While Thursday saw the Tapas flowing after the show at Picasso, on Friday a Spanish buffet wasvserved around the pool terrace. Saturday saw the fiesta-feel continue with street food on the terrace adjoining the bar. For any Dar foodie the highlight of the week was certainly the opportunity to experience these tastes of Spain on the Swahili Coast.
Saturday evening’s Gipsy music show was accompanied by a welcome drink of Sangria together with a handsome charcuterie board of fine meat that was spiced and lightly cured. The dry-cured Jamon Serrano and Chorizo was accompanied by Manchego, a delicious semi-firm cheese and mini bread sticks. Spanish red and white wines soon began to flow as the show began.
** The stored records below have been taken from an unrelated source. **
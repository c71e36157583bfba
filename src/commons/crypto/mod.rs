//! Cryptographic primitives, backed by OpenSSL.
//!
//! The CMP structures live in the `der`/`x509-cert` world, while the keys
//! live in OpenSSL. Everything crossing between the two goes through DER.
mod error;
pub use self::error::CryptoError;

use std::{cmp::Ordering, fs, path::Path};

use der::{Decode, Encode};
use openssl::{
    hash::{hash, MessageDigest},
    memcmp,
    pkey::{PKey, PKeyRef, Private, Public},
    sign::{Signer, Verifier},
    x509::X509,
};
use rand::RngCore;
use spki::SubjectPublicKeyInfoOwned;
use x509_cert::Certificate;

//------------ Loading -------------------------------------------------------

fn read_file(path: &Path) -> Result<Vec<u8>, CryptoError> {
    fs::read(path).map_err(|e| CryptoError::IoError(path.to_path_buf(), e))
}

/// Loads a PEM encoded private key.
pub fn load_private_key(path: &Path) -> Result<PKey<Private>, CryptoError> {
    let pem = read_file(path)?;
    let key = PKey::private_key_from_pem(&pem)?;
    Ok(key)
}

/// Loads all certificates from a PEM file, keeping their order.
pub fn load_certificates(path: &Path) -> Result<Vec<Certificate>, CryptoError> {
    let pem = read_file(path)?;
    let certs = certificates_from_pem(&pem)?;
    if certs.is_empty() {
        Err(CryptoError::EmptyChain(path.to_path_buf()))
    } else {
        Ok(certs)
    }
}

pub fn certificates_from_pem(pem: &[u8]) -> Result<Vec<Certificate>, CryptoError> {
    let mut res = Vec::new();
    for x509 in X509::stack_from_pem(pem)? {
        res.push(Certificate::from_der(&x509.to_der()?)?);
    }
    Ok(res)
}

//------------ Certificates --------------------------------------------------

/// Returns whether the certificate verifies against its own public key.
///
/// Issuer and subject are compared in OpenSSL's canonical form, so names
/// that only differ in string type or case still count as equal.
pub fn is_self_signed(cert: &Certificate) -> Result<bool, CryptoError> {
    let x509 = X509::from_der(&cert.to_der()?)?;
    if x509.issuer_name().try_cmp(x509.subject_name())? != Ordering::Equal {
        return Ok(false);
    }
    let key = x509.public_key()?;
    Ok(x509.verify(&key)?)
}

pub fn public_key(spki: &SubjectPublicKeyInfoOwned) -> Result<PKey<Public>, CryptoError> {
    let key = PKey::public_key_from_der(&spki.to_der()?)?;
    Ok(key)
}

//------------ Signing -------------------------------------------------------

/// Signs the data.
///
/// A digest of `None` is for algorithms that hash internally, i.e. Ed25519.
pub fn sign(
    key: &PKeyRef<Private>,
    digest: Option<MessageDigest>,
    data: &[u8],
) -> Result<Vec<u8>, CryptoError> {
    let signature = match digest {
        Some(md) => {
            let mut signer = Signer::new(md, key)?;
            signer.update(data)?;
            signer.sign_to_vec()?
        }
        None => {
            let mut signer = Signer::new_without_digest(key)?;
            signer.sign_oneshot_to_vec(data)?
        }
    };
    Ok(signature)
}

pub fn verify(
    key: &PKeyRef<Public>,
    digest: Option<MessageDigest>,
    data: &[u8],
    signature: &[u8],
) -> Result<bool, CryptoError> {
    let valid = match digest {
        Some(md) => {
            let mut verifier = Verifier::new(md, key)?;
            verifier.update(data)?;
            verifier.verify(signature)?
        }
        None => {
            let mut verifier = Verifier::new_without_digest(key)?;
            verifier.verify_oneshot(signature, data)?
        }
    };
    Ok(valid)
}

//------------ Digests and MACs ----------------------------------------------

pub fn digest(md: MessageDigest, data: &[u8]) -> Result<Vec<u8>, CryptoError> {
    Ok(hash(md, data)?.to_vec())
}

pub fn hmac(md: MessageDigest, key: &[u8], data: &[u8]) -> Result<Vec<u8>, CryptoError> {
    let key = PKey::hmac(key)?;
    let mut signer = Signer::new(md, &key)?;
    signer.update(data)?;
    Ok(signer.sign_to_vec()?)
}

/// Compares two MAC values in constant time.
pub fn mac_eq(left: &[u8], right: &[u8]) -> bool {
    left.len() == right.len() && memcmp::eq(left, right)
}

//------------ Randomness ----------------------------------------------------

pub fn random_bytes(len: usize) -> Vec<u8> {
    let mut res = vec![0u8; len];
    rand::rng().fill_bytes(&mut res);
    res
}

//============ Tests =========================================================

#[cfg(test)]
mod tests {
    use super::*;

    use openssl::{
        asn1::{Asn1Integer, Asn1Time, Asn1Type},
        bn::BigNum,
        ec::EcGroup,
        ec::EcKey,
        nid::Nid,
        x509::X509NameBuilder,
    };

    fn ec_key() -> PKey<Private> {
        let group = EcGroup::from_curve_name(Nid::X9_62_PRIME256V1).unwrap();
        PKey::from_ec_key(EcKey::generate(&group).unwrap()).unwrap()
    }

    fn public(key: &PKey<Private>) -> PKey<Public> {
        PKey::public_key_from_der(&key.public_key_to_der().unwrap()).unwrap()
    }

    /// Creates a certificate signed by `signer` with the names as given.
    fn certificate(
        key: &PKey<Private>,
        signer: &PKey<Private>,
        subject: (&str, Asn1Type),
        issuer: (&str, Asn1Type),
    ) -> Certificate {
        let name = |(cn, ty): (&str, Asn1Type)| {
            let mut builder = X509NameBuilder::new().unwrap();
            builder.append_entry_by_text_with_type("CN", cn, ty).unwrap();
            builder.build()
        };
        let mut builder = X509::builder().unwrap();
        let serial = Asn1Integer::from_bn(&BigNum::from_u32(1).unwrap()).unwrap();
        builder.set_version(2).unwrap();
        builder.set_serial_number(&serial).unwrap();
        builder.set_subject_name(&name(subject)).unwrap();
        builder.set_issuer_name(&name(issuer)).unwrap();
        builder.set_pubkey(key).unwrap();
        builder.set_not_before(&Asn1Time::days_from_now(0).unwrap()).unwrap();
        builder.set_not_after(&Asn1Time::days_from_now(1).unwrap()).unwrap();
        builder.sign(signer, MessageDigest::sha256()).unwrap();
        Certificate::from_der(&builder.build().to_der().unwrap()).unwrap()
    }

    #[test]
    fn self_signed_by_canonical_name() {
        let key = ec_key();
        let utf8 = ("Test Root", Asn1Type::UTF8STRING);
        let printable = ("Test Root", Asn1Type::PRINTABLESTRING);

        let plain = certificate(&key, &key, utf8, utf8);
        assert!(is_self_signed(&plain).unwrap());

        // Same name, different string types: still the same DN.
        let mixed = certificate(&key, &key, utf8, printable);
        assert_ne!(mixed.tbs_certificate.subject, mixed.tbs_certificate.issuer);
        assert!(is_self_signed(&mixed).unwrap());

        let other_key = ec_key();
        let foreign = certificate(&key, &other_key, utf8, utf8);
        assert!(!is_self_signed(&foreign).unwrap());

        let issued = certificate(&key, &key, utf8, ("Test CA", Asn1Type::UTF8STRING));
        assert!(!is_self_signed(&issued).unwrap());
    }

    #[test]
    fn sign_and_verify_with_digest() {
        let key = ec_key();
        let sig = sign(&key, Some(MessageDigest::sha256()), b"data").unwrap();
        let public = public(&key);
        assert!(verify(&public, Some(MessageDigest::sha256()), b"data", &sig).unwrap());
        assert!(!verify(&public, Some(MessageDigest::sha256()), b"other", &sig).unwrap());
    }

    #[test]
    fn sign_and_verify_ed25519() {
        let key = PKey::generate_ed25519().unwrap();
        let sig = sign(&key, None, b"data").unwrap();
        assert!(verify(&public(&key), None, b"data", &sig).unwrap());
    }

    #[test]
    fn hmac_matches_known_vector() {
        // RFC 4231, test case 2
        let mac = hmac(
            MessageDigest::sha256(),
            b"Jefe",
            b"what do ya want for nothing?",
        )
        .unwrap();
        assert_eq!(
            hex::encode(mac),
            "5bdcc146bf60754e6a042426089575c75a003f089d2739839dec58b964ec3843"
        );
    }

    #[test]
    fn mac_eq_handles_length_mismatch() {
        assert!(mac_eq(b"abc", b"abc"));
        assert!(!mac_eq(b"abc", b"abd"));
        assert!(!mac_eq(b"abc", b"abcd"));
    }

    #[test]
    fn random_bytes_differ() {
        let one = random_bytes(16);
        let two = random_bytes(16);
        assert_eq!(one.len(), 16);
        assert_ne!(one, two);
    }
}
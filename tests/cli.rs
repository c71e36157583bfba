//! Running the `respond` command against files on disk.
mod common;

use std::fs;

use tempfile::TempDir;

use cmpserv::cli::options::Respond;
use cmpserv::cli::report::{Report, ReportFormat};
use cmpserv::cmp::msg::{BodyType, PkiBody};
use cmpserv::cmp::responder::decode_request;
use cmpserv::config::Config;

use common::*;

#[test]
fn respond_writes_the_response() {
    let pki = TestPki::new();
    let dir = TempDir::new().unwrap();
    let path = |name: &str| dir.path().join(name);

    fs::write(path("ra.key"), pki.ra_key.private_key_to_pem_pkcs8().unwrap()).unwrap();
    fs::write(path("ra.pem"), to_pem(&[&pki.ra, &pki.root])).unwrap();
    fs::write(path("issued.pem"), to_pem(&[&pki.issued])).unwrap();
    fs::write(
        path("cmpserv.conf"),
        format!(
            r#"
            log_level = "off"

            [[profiles]]
            name = "mobile"
            kind = "mobile3gpp"
            signing_key = "{}"
            signing_chain = "{}"
            "#,
            path("ra.key").display(),
            path("ra.pem").display()
        ),
    )
    .unwrap();

    let ir = PkiBody::Ir(vec![cert_req_msg(0, &pki.device_key)]);
    let request = signed_request(&pki, header(), ir);
    fs::write(path("ir.der"), request.to_bytes().unwrap()).unwrap();
    fs::write(path("garbage.der"), b"not a PKIMessage").unwrap();

    let config = Config::parse(&path("cmpserv.conf")).unwrap();
    let command = |request: &str, out: &str| Respond {
        config: path("cmpserv.conf"),
        profile: "mobile".to_string(),
        request: path(request),
        certificate: path("issued.pem"),
        ca_certs: Some(path("ra.pem")),
        out: Some(path(out)),
        format: ReportFormat::Json,
    };

    let report = command("ir.der", "ip.der").respond(&config).unwrap();
    assert!(!report.is_error());
    let json = report.report(ReportFormat::Json).unwrap();
    assert!(json.contains("\"body_type\": \"ip\""));
    assert!(json.contains(&hex::encode(TRANSACTION_ID)));

    let ip = decode_request(&fs::read(path("ip.der")).unwrap()).unwrap();
    assert_eq!(ip.body.body_type(), BodyType::Ip);
    assert_eq!(ip.extra_certs(), &pki.chain()[..1]);
    assert!(verify_signature(&pki, &ip));

    // An undecodable request still gets an answer, an unprotected one.
    let report = command("garbage.der", "error.der").respond(&config).unwrap();
    assert!(report.is_error());
    let error = decode_request(&fs::read(path("error.der")).unwrap()).unwrap();
    assert_eq!(error.body.body_type(), BodyType::Error);
    assert!(error.protection.is_none());

    let unknown = Respond {
        profile: "unknown".to_string(),
        ..command("ir.der", "unknown.der")
    };
    assert_eq!(unknown.respond(&config).report(ReportFormat::Text), 2);

    let missing = Respond {
        request: path("missing.der"),
        ..command("ir.der", "missing-out.der")
    };
    assert_eq!(missing.respond(&config).report(ReportFormat::Text), 1);
}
Meanwhile, back in the kitchen, Chef Carl Chapman’s talented team once again showcased their versatility by assembling an array of dishes for the audience and performers. The highlights from the evening must start with the pinchitos: perfectly cooked by the talented Mohamed who served up both beef and chicken skewers together with a terrifically tasty fish version. The paprika, cayenne pepper and lime marinade was a great success. Next up was the lightly battered calamari with aioli (a Mediterranean garlic and olive oil sauce) in a freshly baked bap. Another bap came filled with shredded beef and one was quickly becoming more than satisfied with manager Michalis’ food fair menu.
Star of the show, however, was certainly the Paella. Even the Valencians, who claim the dish as their birthright, would have been impressed at how Capetonian Chef Carl’s kitchen managed to cook the short-grain rice splendidly in a wide dish with a thin base. The seafood version of Paella was a wise choice given the city’s location on the coast. The dish bursted with the flavours of the ocean. The abundance of local prawns and calamari gave the Spanish classic as fabulously fresh taste. The dish, topped with mussels, was certainly a crowd pleaser.
Spain’s intriguing range of desserts reflects the varied cultures, from the Romans to Arabs, which have influenced the country. The Terrace offered a trio of desserts from this wide selection of regional specialities. From Galicia in north-west Spain came Tarta de Santiago: a wonderfully moist tart with almond and citrus flavours. Also served were a variation of the popular Torrons. These sweet treats are made with different ingredients and combinations, but generally include almonds or hazelnuts, sugar, honey and egg.
The humble rice pudding, prepared in various forms by cultures across the globe, was elevated to a dish fit for a king with The Terrace’s version of Arroz con leche. The pudding, found throughout the Spanish-speaking world, possibly has its origins with the Moors of North Africa who occupied Spain. Whilst Hispanic nations around the world produce variations of the dessert, The Terrace faithfully followed the traditional recipe. The result was a rich, incredibly creamy pudding enhanced by the combination of cinnamon, lemon rind and nutmeg. A fabulous surprise to end a really fun evening. Once again, The Terrace has shown their talent for devising appealing menus for any occasion with creativity, flair and great ingredients.